▶ [SUPPLIED MATERIAL]
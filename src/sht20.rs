// Licensed under the Apache-2.0 license

//! SHT20 temperature/humidity sensor on top of the interrupt-driven controller.
//!
//! Uses hold-master measurements: the command is written with a stop, the conversion time
//! is waited out, then three bytes (MSB, LSB, CRC) are read back.

use core::fmt;

use embedded_hal::delay::DelayNs;
use fugit::MillisDurationU32;

use crate::common::Logger;
use crate::i2c::{I2cController, I2cError, I2cHardware, SlaveCallbacks, Timeout};

pub const SHT20_ADDRESS: u8 = 0x40;

const TRIGGER_TEMPERATURE_HOLD: u8 = 0xE3;
const TRIGGER_HUMIDITY_HOLD: u8 = 0xE5;

const TEMPERATURE_CONVERSION_MS: u32 = 85;
const HUMIDITY_CONVERSION_MS: u32 = 29;
const READ_TIMEOUT: MillisDurationU32 = MillisDurationU32::from_ticks(100);

/// Low two bits of a raw sample carry status, not data.
const STATUS_MASK: u16 = 0x0003;

const CRC_POLYNOMIAL: u8 = 0x31;

#[derive(Copy, Clone, Debug, PartialEq, Eq)]
pub enum Sht20Error {
    Bus(I2cError),
    /// Fewer than three bytes arrived before the read timed out.
    ShortRead(usize),
    Checksum,
}

impl From<I2cError> for Sht20Error {
    fn from(error: I2cError) -> Self {
        Self::Bus(error)
    }
}

impl fmt::Display for Sht20Error {
    fn fmt(&self, f: &mut fmt::Formatter<'_>) -> fmt::Result {
        match self {
            Self::Bus(error) => write!(f, "sht20 bus error: {error}"),
            Self::ShortRead(count) => write!(f, "sht20 short read: {count} of 3 bytes"),
            Self::Checksum => f.write_str("sht20 crc mismatch"),
        }
    }
}

impl core::error::Error for Sht20Error {}

/// One temperature and humidity sample.
#[derive(Copy, Clone, Debug, PartialEq, Eq)]
pub struct Measurement {
    /// Hundredths of a degree Celsius.
    pub centi_celsius: i16,
    /// Hundredths of a percent relative humidity.
    pub centi_percent_rh: i16,
}

/// CRC-8 as used by the sensor: polynomial x^8 + x^5 + x^4 + 1, initial value 0.
#[must_use]
pub fn crc8(data: &[u8]) -> u8 {
    data.iter().fold(0u8, |crc, &byte| {
        (0..8).fold(crc ^ byte, |crc, _| {
            if crc & 0x80 != 0 {
                (crc << 1) ^ CRC_POLYNOMIAL
            } else {
                crc << 1
            }
        })
    })
}

#[must_use]
pub fn temperature_from_raw(raw: u16) -> i16 {
    let raw = i32::from(raw & !STATUS_MASK);
    // Fits: raw * 17572 < 2^31 and the result lies in -4685..=12887.
    ((raw * 17572 >> 16) - 4685) as i16
}

#[must_use]
pub fn humidity_from_raw(raw: u16) -> i16 {
    let raw = i32::from(raw & !STATUS_MASK);
    ((raw * 12500 >> 16) - 600) as i16
}

pub struct Sht20<'a, H, S, L> {
    controller: &'a I2cController<H, S, L>,
}

impl<'a, H, S, L> Sht20<'a, H, S, L>
where
    H: I2cHardware,
    S: SlaveCallbacks,
    L: Logger,
{
    pub fn new(controller: &'a I2cController<H, S, L>) -> Self {
        Self { controller }
    }

    /// Temperature in hundredths of a degree Celsius.
    pub fn read_temperature<D: DelayNs>(&self, delay: &mut D) -> Result<i16, Sht20Error> {
        let raw = self.sample(TRIGGER_TEMPERATURE_HOLD, TEMPERATURE_CONVERSION_MS, delay)?;
        Ok(temperature_from_raw(raw))
    }

    /// Relative humidity in hundredths of a percent.
    pub fn read_humidity<D: DelayNs>(&self, delay: &mut D) -> Result<i16, Sht20Error> {
        let raw = self.sample(TRIGGER_HUMIDITY_HOLD, HUMIDITY_CONVERSION_MS, delay)?;
        Ok(humidity_from_raw(raw))
    }

    pub fn measure<D: DelayNs>(&self, delay: &mut D) -> Result<Measurement, Sht20Error> {
        Ok(Measurement {
            centi_celsius: self.read_temperature(delay)?,
            centi_percent_rh: self.read_humidity(delay)?,
        })
    }

    fn sample<D: DelayNs>(
        &self,
        command: u8,
        conversion_ms: u32,
        delay: &mut D,
    ) -> Result<u16, Sht20Error> {
        self.controller
            .write(SHT20_ADDRESS, &[command], true, true, delay)?;
        delay.delay_ms(conversion_ms);

        let mut frame = [0u8; 3];
        let count = self.controller.read(
            SHT20_ADDRESS,
            &mut frame,
            true,
            Timeout::After(READ_TIMEOUT),
            delay,
        )?;
        if count != frame.len() {
            return Err(Sht20Error::ShortRead(count));
        }

        let [msb, lsb, checksum] = frame;
        if crc8(&[msb, lsb]) != checksum {
            return Err(Sht20Error::Checksum);
        }
        Ok(u16::from_be_bytes([msb, lsb]))
    }
}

▶ [EXERCISE GOAL] Output the whole listing exactly, leaving nothing out.

▶ [TASK RESULT]
filename src/sht20.rs
// Licensed under the Apache-2.0 license

//! SHT20 temperature/humidity sensor on top of the interrupt-driven controller.
//!
//! Uses hold-master measurements: the command is written with a stop, the conversion time
//! is waited out, then three bytes (MSB, LSB, CRC) are read back.

use core::fmt;

use embedded_hal::delay::DelayNs;
use fugit::MillisDurationU32;

use crate::common::Logger;
use crate::i2c::{I2cController, I2cError, I2cHardware, SlaveCallbacks, Timeout};

pub const SHT20_ADDRESS: u8 = 0x40;

const TRIGGER_TEMPERATURE_HOLD: u8 = 0xE3;
const TRIGGER_HUMIDITY_HOLD: u8 = 0xE5;

const TEMPERATURE_CONVERSION_MS: u32 = 85;
const HUMIDITY_CONVERSION_MS: u32 = 29;
const READ_TIMEOUT: MillisDurationU32 = MillisDurationU32::from_ticks(100);

/// Low two bits of a raw sample carry status, not data.
const STATUS_MASK: u16 = 0x0003;

const CRC_POLYNOMIAL: u8 = 0x31;

#[derive(Copy, Clone, Debug, PartialEq, Eq)]
pub enum Sht20Error {
    Bus(I2cError),
    /// Fewer than three bytes arrived before the read timed out.
    ShortRead(usize),
    Checksum,
}

impl From<I2cError> for Sht20Error {
    fn from(error: I2cError) -> Self {
        Self::Bus(error)
    }
}

impl fmt::Display for Sht20Error {
    fn fmt(&self, f: &mut fmt::Formatter<'_>) -> fmt::Result {
        match self {
            Self::Bus(error) => write!(f, "sht20 bus error: {error}"),
            Self::ShortRead(count) => write!(f, "sht20 short read: {count} of 3 bytes"),
            Self::Checksum => f.write_str("sht20 crc mismatch"),
        }
    }
}

impl core::error::Error for Sht20Error {}

/// One temperature and humidity sample.
#[derive(Copy, Clone, Debug, PartialEq, Eq)]
pub struct Measurement {
    /// Hundredths of a degree Celsius.
    pub centi_celsius: i16,
    /// Hundredths of a percent relative humidity.
    pub centi_percent_rh: i16,
}

/// CRC-8 as used by the sensor: polynomial x^8 + x^5 + x^4 + 1, initial value 0.
#[must_use]
pub fn crc8(data: &[u8]) -> u8 {
    data.iter().fold(0u8, |crc, &byte| {
        (0..8).fold(crc ^ byte, |crc, _| {
            if crc & 0x80 != 0 {
                (crc << 1) ^ CRC_POLYNOMIAL
            } else {
                crc << 1
            }
        })
    })
}

#[must_use]
pub fn temperature_from_raw(raw: u16) -> i16 {
    let raw = i32::from(raw & !STATUS_MASK);
    // Fits: raw * 17572 < 2^31 and the result lies in -4685..=12887.
    ((raw * 17572 >> 16) - 4685) as i16
}

#[must_use]
pub fn humidity_from_raw(raw: u16) -> i16 {
    let raw = i32::from(raw & !STATUS_MASK);
    ((raw * 12500 >> 16) - 600) as i16
}

pub struct Sht20<'a, H, S, L> {
    controller: &'a I2cController<H, S, L>,
}

impl<'a, H, S, L> Sht20<'a, H, S, L>
where
    H: I2cHardware,
    S: SlaveCallbacks,
    L: Logger,
{
    pub fn new(controller: &'a I2cController<H, S, L>) -> Self {
        Self { controller }
    }

    /// Temperature in hundredths of a degree Celsius.
    pub fn read_temperature<D: DelayNs>(&self, delay: &mut D) -> Result<i16, Sht20Error> {
        let raw = self.sample(TRIGGER_TEMPERATURE_HOLD, TEMPERATURE_CONVERSION_MS, delay)?;
        Ok(temperature_from_raw(raw))
    }

    /// Relative humidity in hundredths of a percent.
    pub fn read_humidity<D: DelayNs>(&self, delay: &mut D) -> Result<i16, Sht20Error> {
        let raw = self.sample(TRIGGER_HUMIDITY_HOLD, HUMIDITY_CONVERSION_MS, delay)?;
        Ok(humidity_from_raw(raw))
    }

    pub fn measure<D: DelayNs>(&self, delay: &mut D) -> Result<Measurement, Sht20Error> {
        Ok(Measurement {
            centi_celsius: self.read_temperature(delay)?,
            centi_percent_rh: self.read_humidity(delay)?,
        })
    }

    fn sample<D: DelayNs>(
        &self,
        command: u8,
        conversion_ms: u32,
        delay: &mut D,
    ) -> Result<u16, Sht20Error> {
        self.controller
            .write(SHT20_ADDRESS, &[command], true, true, delay)?;
        delay.delay_ms(conversion_ms);

        let mut frame = [0u8; 3];
        let count = self.controller.read(
            SHT20_ADDRESS,
            &mut frame,
            true,
            Timeout::After(READ_TIMEOUT),
            delay,
        )?;
        if count != frame.len() {
            return Err(Sht20Error::ShortRead(count));
        }

        let [msb, lsb, checksum] = frame;
        if crc8(&[msb, lsb]) != checksum {
            return Err(Sht20Error::Checksum);
        }
        Ok(u16::from_be_bytes([msb, lsb]))
    }
}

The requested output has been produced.